About this task: Go through the records below and write each one out again unchanged.

>>

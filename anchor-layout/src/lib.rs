//! Borsh-compatible codec and schema dispatch for Anchor program clients.
//!
//! Schemas are plain Rust types deriving [`Codec`]. From one declaration
//! the derive produces:
//! - the wire codec ([`Encode`] / [`Decode`]) with exact length accounting
//! - a static [`RecordLayout`] and `<FIELD>_OFFSET` constants for
//!   `getProgramAccounts` filters
//! - [`AccountSchema`], [`InstructionArgs`] or [`EventSchema`] with the
//!   8-byte discriminator
//! - a [`Describe`] implementation for readable output
//!
//! ```
//! use anchor_layout::{from_slice, to_vec, Codec};
//!
//! #[derive(Codec, Debug, PartialEq)]
//! struct Transfer {
//!     amount: u64,
//!     flag: bool,
//! }
//!
//! let value = Transfer { amount: 1_000_000, flag: true };
//! let bytes = to_vec(&value).unwrap();
//! assert_eq!(bytes, [0x40, 0x42, 0x0f, 0, 0, 0, 0, 0, 0x01]);
//! assert_eq!(from_slice::<Transfer>(&bytes).unwrap(), value);
//! assert_eq!(Transfer::FLAG_OFFSET, Some(8));
//! ```

pub mod codec;
pub mod config;
pub mod cursor;
pub mod discriminator;
pub mod dispatch;
pub mod error;
pub mod filter;
pub mod instruction;
pub mod layout;
mod optional;
pub mod program_error;
pub mod record;
pub mod registry;
pub mod schema;
pub mod sequence;
pub mod types;
pub mod variant;

#[cfg(not(target_os = "solana"))]
pub mod formatter;

pub use anchor_layout_derive::Codec;
pub use codec::{sum_fixed, Decode, Encode, Layout};
pub use config::DecoderConfig;
pub use cursor::{Reader, Writer};
pub use discriminator::{Discriminator, DISCRIMINATOR_LEN};
pub use dispatch::{Dispatcher, DispatcherBuilder};
pub use error::{CodecError, CodecResult};
pub use filter::{Filter, Memcmp};
#[cfg(not(target_os = "solana"))]
pub use formatter::InstructionFormatter;
pub use instruction::{
    build_instruction, build_raw, parse_instruction, roles, IndexGuidance, InstructionBuilder,
};
pub use layout::{FieldLayout, HasLayout, RecordLayout};
pub use program_error::{ErrorTable, ProgramErrorEntry, CUSTOM_ERROR_START};
pub use record::{decode_at, encode_into, from_prefix, from_slice, to_vec};
pub use registry::{describe_account, describe_instruction, ProgramRegistry, ProgramSchema};
pub use schema::{AccountSchema, EventSchema, InstructionArgs};
pub use sequence::LEN_PREFIX;
pub use types::{DecodedAccount, DecodedField, DecodedInstruction, Describe};
pub use variant::{OrdinalWidth, TaggedUnion};
//! `Option<T>`: one presence byte, then the value if present.

use crate::{
    codec::{Decode, Encode, Layout},
    cursor::{Reader, Writer},
    error::{CodecError, CodecResult},
};

const NONE_TAG: u8 = 0;
const SOME_TAG: u8 = 1;

impl<T: Layout> Layout for Option<T> {
    const MIN_LEN: usize = 1;
}

impl<T: Encode> Encode for Option<T> {
    fn encoded_len(&self) -> usize {
        match self {
            None => 1,
            Some(value) => 1 + value.encoded_len(),
        }
    }

    fn encode(&self, writer: &mut Writer<'_>) -> CodecResult<()> {
        match self {
            None => writer.write_u8(NONE_TAG),
            Some(value) => {
                writer.write_u8(SOME_TAG)?;
                value.encode(writer)
            }
        }
    }
}

impl<T: Decode> Decode for Option<T> {
    fn decode(reader: &mut Reader<'_>) -> CodecResult<Self> {
        let offset = reader.position();
        match reader.read_u8()? {
            NONE_TAG => Ok(None),
            SOME_TAG => T::decode(reader).map(Some),
            tag => Err(CodecError::MalformedOptionalTag { offset, tag }),
        }
    }
}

<<

Answer space:
filename anchor-layout/src/lib.rs
//! Borsh-compatible codec and schema dispatch for Anchor program clients.
//!
//! Schemas are plain Rust types deriving [`Codec`]. From one declaration
//! the derive produces:
//! - the wire codec ([`Encode`] / [`Decode`]) with exact length accounting
//! - a static [`RecordLayout`] and `<FIELD>_OFFSET` constants for
//!   `getProgramAccounts` filters
//! - [`AccountSchema`], [`InstructionArgs`] or [`EventSchema`] with the
//!   8-byte discriminator
//! - a [`Describe`] implementation for readable output
//!
//! ```
//! use anchor_layout::{from_slice, to_vec, Codec};
//!
//! #[derive(Codec, Debug, PartialEq)]
//! struct Transfer {
//!     amount: u64,
//!     flag: bool,
//! }
//!
//! let value = Transfer { amount: 1_000_000, flag: true };
//! let bytes = to_vec(&value).unwrap();
//! assert_eq!(bytes, [0x40, 0x42, 0x0f, 0, 0, 0, 0, 0, 0x01]);
//! assert_eq!(from_slice::<Transfer>(&bytes).unwrap(), value);
//! assert_eq!(Transfer::FLAG_OFFSET, Some(8));
//! ```

pub mod codec;
pub mod config;
pub mod cursor;
pub mod discriminator;
pub mod dispatch;
pub mod error;
pub mod filter;
pub mod instruction;
pub mod layout;
mod optional;
pub mod program_error;
pub mod record;
pub mod registry;
pub mod schema;
pub mod sequence;
pub mod types;
pub mod variant;

#[cfg(not(target_os = "solana"))]
pub mod formatter;

pub use anchor_layout_derive::Codec;
pub use codec::{sum_fixed, Decode, Encode, Layout};
pub use config::DecoderConfig;
pub use cursor::{Reader, Writer};
pub use discriminator::{Discriminator, DISCRIMINATOR_LEN};
pub use dispatch::{Dispatcher, DispatcherBuilder};
pub use error::{CodecError, CodecResult};
pub use filter::{Filter, Memcmp};
#[cfg(not(target_os = "solana"))]
pub use formatter::InstructionFormatter;
pub use instruction::{
    build_instruction, build_raw, parse_instruction, roles, IndexGuidance, InstructionBuilder,
};
pub use layout::{FieldLayout, HasLayout, RecordLayout};
pub use program_error::{ErrorTable, ProgramErrorEntry, CUSTOM_ERROR_START};
pub use record::{decode_at, encode_into, from_prefix, from_slice, to_vec};
pub use registry::{describe_account, describe_instruction, ProgramRegistry, ProgramSchema};
pub use schema::{AccountSchema, EventSchema, InstructionArgs};
pub use sequence::LEN_PREFIX;
pub use types::{DecodedAccount, DecodedField, DecodedInstruction, Describe};
pub use variant::{OrdinalWidth, TaggedUnion};
//! `Option<T>`: one presence byte, then the value if present.

use crate::{
    codec::{Decode, Encode, Layout},
    cursor::{Reader, Writer},
    error::{CodecError, CodecResult},
};

const NONE_TAG: u8 = 0;
const SOME_TAG: u8 = 1;

impl<T: Layout> Layout for Option<T> {
    const MIN_LEN: usize = 1;
}

impl<T: Encode> Encode for Option<T> {
    fn encoded_len(&self) -> usize {
        match self {
            None => 1,
            Some(value) => 1 + value.encoded_len(),
        }
    }

    fn encode(&self, writer: &mut Writer<'_>) -> CodecResult<()> {
        match self {
            None => writer.write_u8(NONE_TAG),
            Some(value) => {
                writer.write_u8(SOME_TAG)?;
                value.encode(writer)
            }
        }
    }
}

impl<T: Decode> Decode for Option<T> {
    fn decode(reader: &mut Reader<'_>) -> CodecResult<Self> {
        let offset = reader.position();
        match reader.read_u8()? {
            NONE_TAG => Ok(None),
            SOME_TAG => T::decode(reader).map(Some),
            tag => Err(CodecError::MalformedOptionalTag { offset, tag }),
        }
    }
}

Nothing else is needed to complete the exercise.